Le journal Le Monde vient de publier le 25 février dernier un article intitulé « Frustrée la jeunesse française rêve d'en découdre ». Cet article fait suite à une enquête réalisée à l'automne 2013 auprès de plus de 200 000 jeunes de 18 à 34 ans.
Ce matériau de recherche exceptionnel regroupant plus de 21 millions de réponses a été analysé par deux sociologues de la jeunesse, maîtres de conférences, Cécile Van de Velde et Camille Peugny.
Les enseignements qu'ils en tirent, en particulier sur la tranche d'âge des 18-25 ans méritent que l'on s'y attarde.
Les anarchistes ont certainement des réflexions et actions à tirer de ces résultats !
- La vie en noir :
Les mots-clés choisis pour définir leur génération sont édifiants : « sacrifiés », « perdue », « désabusée »...45 % des 18-25 ans pensent que leur vie sera pire que celle de leurs parents, et 43 % pensent que cela sera pire encore pour leurs propres enfants. Si le poids du discours de crise est manifeste dans ses réponses, la projection négative dans l'avenir est bien le résultat des expériences vécues dont celle du chômage en particulier.
- Un besoin de reconnaissance :
Près de 70 % des jeunes ont le sentiment que la société ne leur donne pas les moyens de montrer ce dont ils sont capables et 61 % rejettent un système éducatif inégalitaire ! Dans la sphère professionnelle ils sont 60 % à penser ne pas être payer à la hauteur de leur qualification.

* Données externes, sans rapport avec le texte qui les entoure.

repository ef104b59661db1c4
use env_logger::Env;
use log::{info, warn};
use serde_json::json;
use std::sync::Arc;
use std::time::Duration;
use xlocalstore::configuration::config::Config;
use xlocalstore::dispatcher;
use xlocalstore::session_management::SessionManager;
use xlocalstore::storage::memory_storage::MemoryClientStore;
use xlocalstore::storage::ClientStore;
use xlocalstore::transport::channel_transport::ChannelTransport;
use xlocalstore::transport::loopback::LoopbackClient;

#[tokio::main]
async fn main() {
    // Initialize logger (RUST_LOG can override; default to info)
    let _ = env_logger::Builder::from_env(Env::default().default_filter_or("info")).try_init();

    let config = Config::default();
    let manager = Arc::new(SessionManager::from_config(&config));
    let store = Arc::new(MemoryClientStore::new());

    // Browser side: an in-memory store answering like the bundled shim
    let (transport, outbound) = ChannelTransport::new();
    let session = match manager.create_session(Arc::new(transport)) {
        Ok(session) => session,
        Err(e) => {
            warn!("Cannot open session: {}", e);
            return;
        }
    };
    let client = LoopbackClient::new(store.clone());
    tokio::spawn(client.run(outbound, manager.clone(), session.id()));

    let prefix = dispatcher::configure(&mut session.lock(), "app1");
    info!("Session {} configured with prefix {}", session.id(), prefix);

    dispatcher::store(&session.lock(), "x", json!("hello"));
    dispatcher::store(&session.lock(), "colors", json!(["red", "green"]));

    // Legacy read: the slot is still empty on the first cycle
    let stale = dispatcher::retrieve(&session.lock(), "x");
    info!("Legacy retrieve of x returned {:?}", stale);

    let pending = dispatcher::request(&mut session.lock(), "x");
    match pending.with_timeout(config.retrieve_timeout()).await {
        Ok(value) => info!("Awaited retrieve of x returned {:?}", value),
        Err(e) => warn!("Retrieve of x failed: {}", e),
    }

    dispatcher::remove(&session.lock(), "x");
    let pending = dispatcher::request(&mut session.lock(), "x");
    match pending.with_timeout(Duration::from_secs(1)).await {
        Ok(value) => info!("After remove, x is {:?}", value),
        Err(e) => warn!("Retrieve of x failed: {}", e),
    }

    dispatcher::clear(&session.lock());
    let pending = dispatcher::request(&mut session.lock(), "colors");
    match pending.with_timeout(Duration::from_secs(1)).await {
        Ok(value) => info!("After clear, colors is {:?}", value),
        Err(e) => warn!("Retrieve of colors failed: {}", e),
    }

    match store.keys("app1") {
        Ok(keys) => info!("Client instance app1 holds {} key(s)", keys.len()),
        Err(e) => warn!("Cannot list client keys: {}", e),
    }

    if let Err(e) = manager.close_session(session.id()) {
        warn!("Cannot close session: {}", e);
    }
}
//! Session management core module.
//!
//! One [`session::StorageSession`] exists per connected client. It is the explicit context
//! every dispatcher operation receives: it owns the namespace prefix, the reactive input slots
//! fed by client replies, and the table of retrieves still waiting for their reply.

use serde::{Deserialize, Serialize};

/// Submodule for the shared, lockable handle to a session.
pub mod active_session;
/// Submodule for callbacks run when sessions open.
pub mod hooks;
/// Submodule for the reactive input slots.
pub mod input_slots;
/// Submodule for namespace prefix generation.
pub mod prefix;
/// Submodule for session data structures and utilities.
pub mod session;
/// Submodule for session manager implementation.
pub mod session_manager;

pub use active_session::SessionHandle;
pub use hooks::SessionHooks;
pub use input_slots::InputSlots;
pub use session::StorageSession;
pub use session_manager::SessionManager;

/// Represents the current status of a session.
///
/// Variants:
/// - `Unconfigured`: no prefix yet, retrieve targets are bare keys.
/// - `Configured`: a prefix and app name are set.
/// - `Closed`: the client went away; pending retrieves were failed.
#[derive(Debug, Clone, Copy, PartialEq, Eq, Serialize, Deserialize)]
pub enum SessionStatus {
    Unconfigured,
    Configured,
    Closed,
}
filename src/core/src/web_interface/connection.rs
use std::sync::Arc;

use futures_util::{SinkExt, StreamExt};
use log::{debug, info, warn};
use warp::ws::{Message, WebSocket};

use crate::session_management::{SessionHooks, SessionManager};
use crate::transport::ChannelTransport;

/// Runs one websocket connection as a bridge session until either side closes it.
///
/// Outbound commands are written by a dedicated task, in the order they were queued.
/// Inbound text frames are client messages for this session.
pub async fn client_connection(
    socket: WebSocket,
    manager: Arc<SessionManager>,
    hooks: Arc<dyn SessionHooks>,
) {
    let (mut ws_tx, mut ws_rx) = socket.split();
    let (transport, mut outbound) = ChannelTransport::new();

    let handle = match manager.create_session(Arc::new(transport)) {
        Ok(handle) => handle,
        Err(e) => {
            warn!("websocket refused: {}", e);
            let _ = ws_tx.send(Message::close()).await;
            return;
        }
    };
    let session_id = handle.id();

    let writer = tokio::spawn(async move {
        while let Some(text) = outbound.recv().await {
            if let Err(e) = ws_tx.send(Message::text(text)).await {
                debug!("[{}] websocket write failed: {}", session_id, e);
                break;
            }
        }
        let _ = ws_tx.close().await;
    });

    hooks.on_session_start(handle.clone());

    while let Some(frame) = ws_rx.next().await {
        let message = match frame {
            Ok(message) => message,
            Err(e) => {
                debug!("[{}] websocket read failed: {}", session_id, e);
                break;
            }
        };
        if message.is_close() {
            break;
        }
        // pings and binary frames carry nothing for us
        let Ok(text) = message.to_str() else {
            continue;
        };
        if let Err(e) = manager.handle_client_message(session_id, text) {
            warn!("[{}] ignored client message: {}", session_id, e);
        }
    }

    hooks.on_session_end(&handle);
    if let Err(e) = manager.close_session(session_id) {
        debug!("[{}] close: {}", session_id, e);
    }
    writer.abort();
    info!("[{}] websocket disconnected", session_id);
}
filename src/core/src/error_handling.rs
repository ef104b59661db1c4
pub mod types;
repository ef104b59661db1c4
use std::net::{IpAddr, SocketAddr};
use std::sync::Arc;

use log::info;
use warp::{Filter, Rejection, Reply};

use super::routes::*;
use crate::assets::{use_x_storage, HeadTags};
use crate::configuration::config::Config;
use crate::error_handling::types::WebError;
use crate::session_management::{SessionHooks, SessionManager};

/// Web server for the demo page, the client scripts and the session websocket
pub struct WebServer {
    session_manager: Arc<SessionManager>,
    hooks: Arc<dyn SessionHooks>,
    bind_address: String,
    port: u16,
    asset_mount: String,
    app_name: String,
}

impl WebServer {
    /// Create a new WebServer instance
    pub fn new(
        config: &Config,
        session_manager: Arc<SessionManager>,
        hooks: Arc<dyn SessionHooks>,
    ) -> Self {
        Self {
            session_manager,
            hooks,
            bind_address: config.bind_address.clone(),
            port: config.port,
            asset_mount: config.asset_mount.clone(),
            app_name: config.app_name.clone(),
        }
    }

    /// All routes, composed.
    pub fn routes(&self) -> impl Filter<Extract = impl Reply, Error = Rejection> + Clone {
        let head = HeadTags::new().with(use_x_storage(&self.asset_mount));
        let page = Arc::new(render_page(&head, &self.app_name));

        dashboard_route(page)
            .or(assets_route(self.asset_mount.clone()))
            .or(list_sessions_route(self.session_manager.clone()))
            .or(websocket_route(
                self.session_manager.clone(),
                self.hooks.clone(),
            ))
    }

    /// Start the web server on the configured address
    pub async fn start(&self) -> Result<(), WebError> {
        let ip: IpAddr = self
            .bind_address
            .parse()
            .map_err(|e| WebError::BindFailed(format!("{}: {}", self.bind_address, e)))?;
        let addr = SocketAddr::new(ip, self.port);

        let routes = self.routes().recover(handle_rejection);

        info!("Web server listening on http://{}", addr);
        warp::serve(routes).run(addr).await;

        Ok(())
    }
}

#[cfg(test)]
mod tests {
    use super::*;
    use crate::dispatcher;
    use crate::session_management::SessionHandle;
    use serde_json::{json, Value};
    use std::sync::Mutex;
    use std::time::Duration;

    #[derive(Default)]
    struct Recorder {
        sessions: Mutex<Vec<SessionHandle>>,
    }

    impl SessionHooks for Recorder {
        fn on_session_start(&self, session: SessionHandle) {
            dispatcher::configure(&mut session.lock(), "test-app");
            dispatcher::retrieve(&session.lock(), "k");
            self.sessions.lock().unwrap().push(session);
        }
    }

    fn server(hooks: Arc<dyn SessionHooks>, max_sessions: usize) -> (WebServer, Arc<SessionManager>) {
        let config = Config {
            max_sessions,
            ..Default::default()
        };
        let manager = Arc::new(SessionManager::from_config(&config));
        (WebServer::new(&config, manager.clone(), hooks), manager)
    }

    #[tokio::test]
    async fn test_page_injects_scripts() {
        let (server, _) = server(Arc::new(crate::session_management::hooks::NoHooks), 4);
        let res = warp::test::request()
            .method("GET")
            .path("/")
            .reply(&server.routes())
            .await;
        assert_eq!(res.status(), 200);
        let body = String::from_utf8(res.body().to_vec()).unwrap();
        assert!(body.contains("<script src=\"/xstorage/xstorage-lib.js\"></script>"));
        assert!(body.contains("<script src=\"/xstorage/xlocalstorage.js\"></script>"));
    }

    #[tokio::test]
    async fn test_assets_are_served() {
        let (server, _) = server(Arc::new(crate::session_management::hooks::NoHooks), 4);
        let routes = server.routes().recover(handle_rejection);

        let res = warp::test::request()
            .path("/xstorage/xlocalstorage.js")
            .reply(&routes)
            .await;
        assert_eq!(res.status(), 200);
        let content_type = res.headers()["content-type"].to_str().unwrap().to_string();
        assert!(content_type.contains("javascript"));

        let res = warp::test::request()
            .path("/xstorage/missing.js")
            .reply(&routes)
            .await;
        assert_eq!(res.status(), 404);
    }

    #[tokio::test]
    async fn test_sessions_are_listed() {
        let (server, manager) = server(Arc::new(crate::session_management::hooks::NoHooks), 4);
        let (transport, _outbound) = crate::transport::ChannelTransport::new();
        let handle = manager.create_session(Arc::new(transport)).unwrap();
        dispatcher::configure(&mut handle.lock(), "listed");

        let res = warp::test::request()
            .path("/sessions")
            .reply(&server.routes())
            .await;
        assert_eq!(res.status(), 200);
        let body: Value = serde_json::from_slice(res.body()).unwrap();
        let sessions = body.as_array().unwrap();
        assert_eq!(sessions.len(), 1);
        assert_eq!(sessions[0]["id"], handle.id().to_string());
        assert_eq!(sessions[0]["app_name"], "listed");
        assert_eq!(sessions[0]["status"], "Configured");
    }

    #[tokio::test]
    async fn test_websocket_session_round_trip() {
        let recorder = Arc::new(Recorder::default());
        let (server, manager) = server(recorder.clone(), 4);

        let mut client = warp::test::ws()
            .path("/ws")
            .handshake(server.routes())
            .await
            .expect("handshake");

        let configure: Value =
            serde_json::from_str(client.recv().await.unwrap().to_str().unwrap()).unwrap();
        assert_eq!(configure["type"], "configureXLocalStore");
        assert_eq!(configure["message"]["appName"], "test-app");

        let retrieve: Value =
            serde_json::from_str(client.recv().await.unwrap().to_str().unwrap()).unwrap();
        assert_eq!(retrieve["type"], "retrieve");
        let target = retrieve["message"]["target"].as_str().unwrap().to_string();
        assert!(target.starts_with("xLocalStorage_"));

        client
            .send_text(json!({"type": "retrieved", "target": target, "value": "v"}).to_string())
            .await;

        let session = recorder.sessions.lock().unwrap()[0].clone();
        let mut delivered = None;
        for _ in 0..100 {
            delivered = session.lock().inputs().get(&target);
            if delivered.is_some() {
                break;
            }
            tokio::time::sleep(Duration::from_millis(10)).await;
        }
        assert_eq!(delivered, Some(json!("v")));
        assert_eq!(manager.get_active_session_count(), 1);
    }
}
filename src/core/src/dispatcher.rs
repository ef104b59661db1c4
//! Storage commands issued by server-side application logic.
//!
//! Every operation takes the session it acts on explicitly:
//!
//! ```no_run
//! use std::sync::Arc;
//! use serde_json::json;
//! use xlocalstore::configuration::PrefixPolicy;
//! use xlocalstore::dispatcher;
//! use xlocalstore::session_management::StorageSession;
//! use xlocalstore::transport::ChannelTransport;
//!
//! # async fn run() {
//! let (transport, _outbound) = ChannelTransport::new();
//! let mut session = StorageSession::new(Arc::new(transport), PrefixPolicy::default());
//!
//! dispatcher::configure(&mut session, "notes");
//! dispatcher::store(&session, "draft", json!("hello"));
//! let value = dispatcher::request(&mut session, "draft").await;
//! # }
//! ```

pub mod commands;
pub mod pending;

pub use commands::{clear, configure, remove, request, retrieve, store};
pub use pending::{PendingRetrieve, RetrieveOutcome, RetrieveState};
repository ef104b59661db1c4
pub mod assets;
pub mod configuration;
pub mod controller;
pub mod dispatcher;
pub mod error_handling;
pub mod protocol;
pub mod session_management;
pub mod storage;
pub mod transport;
pub mod web_interface;

pub use dispatcher::{clear, configure, remove, request, retrieve, store};
pub use session_management::{SessionHandle, SessionManager, StorageSession};
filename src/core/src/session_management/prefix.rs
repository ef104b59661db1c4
//! Session namespace prefixes.
//!
//! A prefix is `<namespace tag>_<random alphanumerics>`. The random part only lowers the odds
//! of two concurrent sessions sharing result slot names; it carries no security property.

use rand::distributions::Alphanumeric;
use rand::Rng;

use crate::configuration::types::PrefixPolicy;

/// Draws `length` characters uniformly, with replacement, from `[A-Za-z0-9]`.
pub fn random_alphanumeric<R: Rng + ?Sized>(rng: &mut R, length: usize) -> String {
    std::iter::repeat_with(|| char::from(rng.sample(Alphanumeric)))
        .take(length)
        .collect()
}

pub fn generate_prefix(policy: &PrefixPolicy) -> String {
    generate_prefix_with(&mut rand::thread_rng(), policy)
}

pub fn generate_prefix_with<R: Rng + ?Sized>(rng: &mut R, policy: &PrefixPolicy) -> String {
    format!(
        "{}_{}",
        policy.namespace_tag,
        random_alphanumeric(rng, policy.length)
    )
}

/// Name of the input slot a retrieve for `key` lands in.
///
/// Without a prefix the slot is the bare key.
pub fn namespaced_key(prefix: Option<&str>, key: &str) -> String {
    match prefix {
        Some(prefix) => format!("{}_{}", prefix, key),
        None => key.to_string(),
    }
}
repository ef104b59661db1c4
use crate::assets::use_x_storage;
use crate::configuration::config::Config;
use crate::controller::session_hooks::VisitCounter;
use crate::error_handling::types::*;
use crate::session_management::SessionManager;
use crate::web_interface::web_server::WebServer;
use log::{error, info};
use std::sync::Arc;

pub struct Controller {
    pub config: Config,
    session_manager: Arc<SessionManager>,
    web_server: WebServer,
}

impl Controller {
    /// Checks the client bundle and wires the session manager, the demo hooks and the web
    /// server together.
    ///
    /// A missing bundled script is fatal here rather than at the first page load.
    pub fn new(config: Config) -> Result<Self, ControllerError> {
        info!("Initializing controller");
        config.validate()?;

        use_x_storage(&config.asset_mount).verify().map_err(|e| {
            error!("Client bundle incomplete: {}", e);
            ControllerError::AssetError(e)
        })?;

        let session_manager = Arc::new(SessionManager::from_config(&config));
        let hooks = Arc::new(VisitCounter::new(
            config.app_name.clone(),
            config.retrieve_timeout(),
        ));
        let web_server = WebServer::new(&config, session_manager.clone(), hooks);

        Ok(Self {
            config,
            session_manager,
            web_server,
        })
    }

    pub async fn run(&self) -> Result<(), ControllerError> {
        info!("Controller running");
        let result = self.web_server.start().await;
        self.shutdown();
        result.map_err(ControllerError::WebError)
    }

    pub fn shutdown(&self) {
        info!(
            "Shutting down {} active session(s)",
            self.session_manager.get_active_session_count()
        );
        self.session_manager.shutdown_all_sessions();
    }
}
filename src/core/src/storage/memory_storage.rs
use std::collections::{BTreeMap, HashMap};
use std::sync::Mutex;

use log::debug;
use serde_json::Value;

use crate::error_handling::types::StorageError;
use crate::storage::storage_trait::ClientStore;

/// In-memory [`ClientStore`], one map per instance.
///
/// An optional quota caps the number of entries across all instances, the way a browser caps
/// the size of its local storage.
#[derive(Default)]
pub struct MemoryClientStore {
    instances: Mutex<HashMap<String, BTreeMap<String, Value>>>,
    quota: Option<usize>,
}

impl MemoryClientStore {
    pub fn new() -> Self {
        Self::default()
    }

    pub fn with_quota(quota: usize) -> Self {
        Self {
            instances: Mutex::new(HashMap::new()),
            quota: Some(quota),
        }
    }

    fn entry_count(instances: &HashMap<String, BTreeMap<String, Value>>) -> usize {
        instances.values().map(BTreeMap::len).sum()
    }
}

impl ClientStore for MemoryClientStore {
    fn get(&self, instance: &str, key: &str) -> Result<Option<Value>, StorageError> {
        let instances = self.instances.lock().map_err(|_| StorageError::ReadFailed)?;
        Ok(instances.get(instance).and_then(|m| m.get(key)).cloned())
    }

    fn set(&self, instance: &str, key: &str, value: Value) -> Result<(), StorageError> {
        let mut instances = self.instances.lock().map_err(|_| StorageError::WriteFailed)?;
        let is_new = instances
            .get(instance)
            .map_or(true, |m| !m.contains_key(key));
        if let Some(quota) = self.quota {
            if is_new && Self::entry_count(&instances) >= quota {
                return Err(StorageError::QuotaExceeded(quota));
            }
        }
        debug!("set {}/{}", instance, key);
        instances
            .entry(instance.to_string())
            .or_default()
            .insert(key.to_string(), value);
        Ok(())
    }

    fn remove(&self, instance: &str, key: &str) -> Result<(), StorageError> {
        let mut instances = self.instances.lock().map_err(|_| StorageError::WriteFailed)?;
        if let Some(map) = instances.get_mut(instance) {
            map.remove(key);
        }
        Ok(())
    }

    fn clear(&self, instance: &str) -> Result<usize, StorageError> {
        let mut instances = self.instances.lock().map_err(|_| StorageError::WriteFailed)?;
        let removed = instances.remove(instance).map_or(0, |m| m.len());
        debug!("cleared {} key(s) from {}", removed, instance);
        Ok(removed)
    }

    fn keys(&self, instance: &str) -> Result<Vec<String>, StorageError> {
        let instances = self.instances.lock().map_err(|_| StorageError::ReadFailed)?;
        Ok(instances
            .get(instance)
            .map(|m| m.keys().cloned().collect())
            .unwrap_or_default())
    }
}

#[cfg(test)]
mod tests {
    use super::*;
    use serde_json::json;

    #[test]
    fn test_instances_are_isolated() {
        let store = MemoryClientStore::new();
        store.set("app1", "x", json!("hello")).unwrap();
        store.set("app2", "x", json!("bye")).unwrap();

        assert_eq!(store.get("app1", "x").unwrap(), Some(json!("hello")));
        assert_eq!(store.get("app2", "x").unwrap(), Some(json!("bye")));
        assert_eq!(store.get("app3", "x").unwrap(), None);

        assert_eq!(store.clear("app1").unwrap(), 1);
        assert_eq!(store.get("app1", "x").unwrap(), None);
        assert_eq!(store.get("app2", "x").unwrap(), Some(json!("bye")));
    }

    #[test]
    fn test_clear_leaves_nested_app_names_alone() {
        let store = MemoryClientStore::new();
        store.set("a", "x", json!(1)).unwrap();
        store.set("a/b", "x", json!(2)).unwrap();

        assert_eq!(store.clear("a").unwrap(), 1);
        assert_eq!(store.get("a/b", "x").unwrap(), Some(json!(2)));
    }

    #[test]
    fn test_remove_absent_key_is_ok() {
        let store = MemoryClientStore::new();
        store.remove("app", "missing").unwrap();
        store.set("app", "a", json!(1)).unwrap();
        store.set("app", "b", json!(2)).unwrap();
        store.remove("app", "a").unwrap();
        assert_eq!(store.keys("app").unwrap(), vec!["b".to_string()]);
    }

    #[test]
    fn test_quota_counts_new_entries_only() {
        let store = MemoryClientStore::with_quota(1);
        store.set("app", "a", json!(1)).unwrap();
        store.set("app", "a", json!(2)).unwrap();
        assert_eq!(
            store.set("app", "b", json!(3)),
            Err(StorageError::QuotaExceeded(1))
        );
        assert_eq!(store.get("app", "a").unwrap(), Some(json!(2)));
    }
}
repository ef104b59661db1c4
//! Client-side script bundle and its injection into pages.
//!
//! The scripts under `assets/` are embedded in the binary at build time. Pages reference them
//! through an [`HtmlDependency`] produced by [`use_x_storage`].

pub mod bundle;
pub mod dependency;

pub use bundle::{asset_response, ClientAssets, SHIM_SCRIPT, STORAGE_LIBRARY};
pub use dependency::{use_x_storage, HeadTags, HtmlDependency};
use chrono::{DateTime, Utc};
use serde::Serialize;
use uuid::Uuid;

use crate::session_management::{SessionStatus, StorageSession};

/// API error payload
#[derive(Serialize)]
pub struct ApiError {
    pub message: String,
}

#[derive(Debug, Serialize)]
pub struct SessionResponse {
    pub id: Uuid,
    pub created_at: DateTime<Utc>,
    pub status: SessionStatus,
    pub app_name: Option<String>,
    pub prefix: Option<String>,
    pub pending_retrieves: usize,
    pub input_slots: usize,
}

impl From<&StorageSession> for SessionResponse {
    fn from(session: &StorageSession) -> Self {
        Self {
            id: session.id(),
            created_at: session.created_at(),
            status: session.status(),
            app_name: session.app_name().map(str::to_string),
            prefix: session.prefix().map(str::to_string),
            pending_retrieves: session.pending_count(),
            input_slots: session.inputs().len(),
        }
    }
}
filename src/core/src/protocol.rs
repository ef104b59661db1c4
//! Wire format exchanged with the client shim.
//!
//! Server to client messages are [`Command`]s, encoded as `{"type": ..., "message": {...}}`.
//! Client to server messages are [`ClientMessage`]s, encoded as `{"type": ..., ...}`.

pub mod command;
pub mod reply;

pub use command::Command;
pub use reply::{ClientFailure, ClientMessage, ClientReply};
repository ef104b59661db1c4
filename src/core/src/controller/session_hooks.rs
use std::time::Duration;

use log::{debug, info, warn};
use serde_json::json;

use crate::dispatcher;
use crate::session_management::{SessionHandle, SessionHooks};

pub const VISITS_KEY: &str = "visits";

/// Demo application: counts how many times this browser opened the page.
///
/// Each new session is configured for `app_name`, then the stored count is read back and
/// stored again incremented.
pub struct VisitCounter {
    app_name: String,
    timeout: Duration,
}

impl VisitCounter {
    pub fn new(app_name: String, timeout: Duration) -> Self {
        Self { app_name, timeout }
    }

    pub async fn count_visit(session: SessionHandle, app_name: String, timeout: Duration) -> Option<u64> {
        let pending = {
            let mut session = session.lock();
            dispatcher::configure(&mut session, &app_name);
            dispatcher::request(&mut session, VISITS_KEY)
        };

        let previous = match pending.with_timeout(timeout).await {
            Ok(value) => value.and_then(|v| v.as_u64()).unwrap_or(0),
            Err(e) => {
                warn!("[{}] visit count unavailable: {}", session.id(), e);
                return None;
            }
        };

        let visits = previous + 1;
        dispatcher::store(&session.lock(), VISITS_KEY, json!(visits));
        info!("[{}] visit #{}", session.id(), visits);
        Some(visits)
    }
}

impl SessionHooks for VisitCounter {
    fn on_session_start(&self, session: SessionHandle) {
        tokio::spawn(Self::count_visit(session, self.app_name.clone(), self.timeout));
    }

    fn on_session_end(&self, session: &SessionHandle) {
        debug!("[{}] visit over", session.id());
    }
}
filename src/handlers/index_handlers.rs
use axum::response::Json;
use serde_json::{json, Value};

/// GET / - Liveness message
pub async fn index() -> Json<Value> {
    Json(json!({ "message": "Flask Automate Docs Test App is running" }))
}

/// GET /protected - Guarded by `require_login` when an auth policy is set
pub async fn protected() -> Json<Value> {
    Json(json!({ "message": "This is protected content" }))
}
use sqlx::{
    migrate::MigrateError,
    sqlite::{SqliteConnectOptions, SqlitePoolOptions},
    SqlitePool,
};
use std::str::FromStr;

/// Open the SQLite database at `database_url`, creating the file if needed.
pub async fn create_pool(database_url: &str) -> Result<SqlitePool, sqlx::Error> {
    // Ensure the data directory exists
    let path = database_url
        .trim_start_matches("sqlite://")
        .trim_start_matches("sqlite:")
        .split('?')
        .next()
        .unwrap_or_default();
    if let Some(parent) = std::path::Path::new(path).parent() {
        if !parent.as_os_str().is_empty() {
            std::fs::create_dir_all(parent).ok();
        }
    }

    let options = SqliteConnectOptions::from_str(database_url)?.create_if_missing(true);

    let pool = SqlitePoolOptions::new()
        .max_connections(5)
        .connect_with(options)
        .await?;

    Ok(pool)
}

/// Create the schema if absent. Safe to call on every start.
pub async fn init_schema(pool: &SqlitePool) -> Result<(), MigrateError> {
    sqlx::migrate!("./migrations").run(pool).await
}
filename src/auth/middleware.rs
use crate::{error::AppError, AppState};
use axum::{
    extract::{Request, State},
    http::{header, HeaderMap},
    middleware::Next,
    response::{IntoResponse, Response},
};

/// How routes marked `requires_auth` are guarded.
#[derive(Debug, Clone, Default, PartialEq, Eq)]
pub enum AuthPolicy {
    /// Admit every request. Matches the historical behaviour of `/protected`.
    #[default]
    Disabled,
    /// Require `Authorization: Bearer <token>` with this exact token.
    BearerToken(String),
}

impl AuthPolicy {
    pub fn from_token(token: Option<String>) -> Self {
        match token {
            Some(token) if !token.is_empty() => AuthPolicy::BearerToken(token),
            _ => AuthPolicy::Disabled,
        }
    }

    pub fn is_satisfied_by(&self, headers: &HeaderMap) -> bool {
        match self {
            AuthPolicy::Disabled => true,
            AuthPolicy::BearerToken(expected) => extract_bearer_token(headers)
                .map(|token| token == expected)
                .unwrap_or(false),
        }
    }
}

fn extract_bearer_token(headers: &HeaderMap) -> Option<&str> {
    headers
        .get(header::AUTHORIZATION)?
        .to_str()
        .ok()?
        .strip_prefix("Bearer ")
        .map(str::trim)
}

pub async fn require_login(State(state): State<AppState>, request: Request, next: Next) -> Response {
    if state.auth_policy.is_satisfied_by(request.headers()) {
        if state.auth_policy == AuthPolicy::Disabled {
            tracing::debug!("{} admitted without auth check", request.uri().path());
        }
        next.run(request).await
    } else {
        tracing::warn!("Rejected unauthenticated request to {}", request.uri().path());
        AppError::AuthenticationRequired.into_response()
    }
}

Pour s'en sortir, ils avouent « être individualistes, plus par dépit que par essence » et effectivement 77 % d'entre eux estiment nécessaires les liens de solidarité.
- La valeur travail :
25 % connaissent le chômage et si 81 % des répondants disent que le travail est important dans leur vie, plus de la moitié privilégient l'équilibre vie privée-vie professionnelle. Globalement la majorité des jeunes ont le « sentiment insupportable que leur destin est aux mains des autres, que toute perspective leur ait interdite ».
- Et la politique ? :
40 % des jeunes sont sceptiques à l'égard des médias, 46 % n'ont pas du tout confiance dans les femmes et hommes politiques et 60 % se méfient des institutions religieuses.
Pour plus de la moitié des 18-25 ans les politiques sont « tous corrompus » et ont conscience que c'est la finance qui dirige le monde.La démocratie ne s'adresse pas à eux et beaucoup sont ceux qui n'iront plus voter en affirmant que « ce sera une abstention politique, réfléchie, presque militante ».
A l'opposé de la politique traditionnelle, 80 % des jeunes disent vouloir s'engager dans le militantisme de terrain : associations, solidarités locales etc.
A l'inverse des discours sécuritaires et xénophobes ambiants, ils sont 70 % à estimer que l'immigration est une source d'enrichissement culturel.
- Un vent de révolte :
Les deux sociologues s'accordent pour qualifier le fort potentiel de révolte de ces jeunes de « Cocotte-Minute sans soupape ».Face à un besoin d'expression étouffé, de non reconnaissance sociale, de multiples frustrations, ils sont 61 % à se dire prêt à participer à une révolte type Mai 68.
Contrairement à ce que l'on pourrait penser « les jeunes ne sont pas dans la résignation et il y a bien une énergie latente, comme en 1968. Il suffit d'une étincelle ».